--- PROBLEM STATEMENT ---
Nothing in the data may be altered; restate all of it exactly.

[[ DATA PROVIDED open ]]

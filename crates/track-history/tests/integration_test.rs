//! Integration tests for track history buffering

use speed_overlay_track_history::{TrackBuffer, TrackBufferConfig};

#[test]
fn test_one_second_window_at_30_fps() {
    let mut buffer = TrackBuffer::new(TrackBufferConfig {
        capacity: 30,
        stale_after_frames: None,
    })
    .unwrap();

    // Two vehicles observed over three seconds of video
    for frame in 0..90u32 {
        buffer.push(7, 250.0 - frame as f64, frame);
        buffer.push(9, 10.0 + 0.5 * frame as f64, frame);
    }

    for id in [7, 9] {
        assert_eq!(buffer.len_of(id), 30);
    }

    // Window holds exactly the last second of samples
    let history = buffer.history_of(7);
    assert_eq!(history[0], 250.0 - 60.0);
    assert_eq!(history[29], 250.0 - 89.0);
}

#[test]
fn test_interleaved_pushes_stay_ordered() {
    let mut buffer = TrackBuffer::new(TrackBufferConfig {
        capacity: 10,
        stale_after_frames: None,
    })
    .unwrap();

    for frame in 0..5u32 {
        buffer.push(1, frame as f64, frame);
        buffer.push(2, 100.0 + frame as f64, frame);
        buffer.push(3, 200.0 + frame as f64, frame);
    }

    assert_eq!(buffer.history_of(1), vec![0.0, 1.0, 2.0, 3.0, 4.0]);
    assert_eq!(buffer.history_of(2), vec![100.0, 101.0, 102.0, 103.0, 104.0]);
    assert_eq!(buffer.history_of(3), vec![200.0, 201.0, 202.0, 203.0, 204.0]);
}

#[test]
fn test_long_running_stream_stays_bounded_with_pruning() {
    let mut buffer = TrackBuffer::new(TrackBufferConfig {
        capacity: 30,
        stale_after_frames: Some(60),
    })
    .unwrap();

    // A new identity appears every frame and is never seen again
    for frame in 0..1_000u32 {
        buffer.push(frame, 0.0, frame);
        buffer.prune_stale(frame);
    }

    // Only identities from the last 61 frames survive
    assert!(buffer.num_tracks() <= 61);
}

[[ DATA PROVIDED closed ]]

--- FINISHED TASK ---
filename crates/track-history/tests/integration_test.rs
//! Integration tests for track history buffering

use speed_overlay_track_history::{TrackBuffer, TrackBufferConfig};

#[test]
fn test_one_second_window_at_30_fps() {
    let mut buffer = TrackBuffer::new(TrackBufferConfig {
        capacity: 30,
        stale_after_frames: None,
    })
    .unwrap();

    // Two vehicles observed over three seconds of video
    for frame in 0..90u32 {
        buffer.push(7, 250.0 - frame as f64, frame);
        buffer.push(9, 10.0 + 0.5 * frame as f64, frame);
    }

    for id in [7, 9] {
        assert_eq!(buffer.len_of(id), 30);
    }

    // Window holds exactly the last second of samples
    let history = buffer.history_of(7);
    assert_eq!(history[0], 250.0 - 60.0);
    assert_eq!(history[29], 250.0 - 89.0);
}

#[test]
fn test_interleaved_pushes_stay_ordered() {
    let mut buffer = TrackBuffer::new(TrackBufferConfig {
        capacity: 10,
        stale_after_frames: None,
    })
    .unwrap();

    for frame in 0..5u32 {
        buffer.push(1, frame as f64, frame);
        buffer.push(2, 100.0 + frame as f64, frame);
        buffer.push(3, 200.0 + frame as f64, frame);
    }

    assert_eq!(buffer.history_of(1), vec![0.0, 1.0, 2.0, 3.0, 4.0]);
    assert_eq!(buffer.history_of(2), vec![100.0, 101.0, 102.0, 103.0, 104.0]);
    assert_eq!(buffer.history_of(3), vec![200.0, 201.0, 202.0, 203.0, 204.0]);
}

#[test]
fn test_long_running_stream_stays_bounded_with_pruning() {
    let mut buffer = TrackBuffer::new(TrackBufferConfig {
        capacity: 30,
        stale_after_frames: Some(60),
    })
    .unwrap();

    // A new identity appears every frame and is never seen again
    for frame in 0..1_000u32 {
        buffer.push(frame, 0.0, frame);
        buffer.prune_stale(frame);
    }

    // Only identities from the last 61 frames survive
    assert!(buffer.num_tracks() <= 61);
}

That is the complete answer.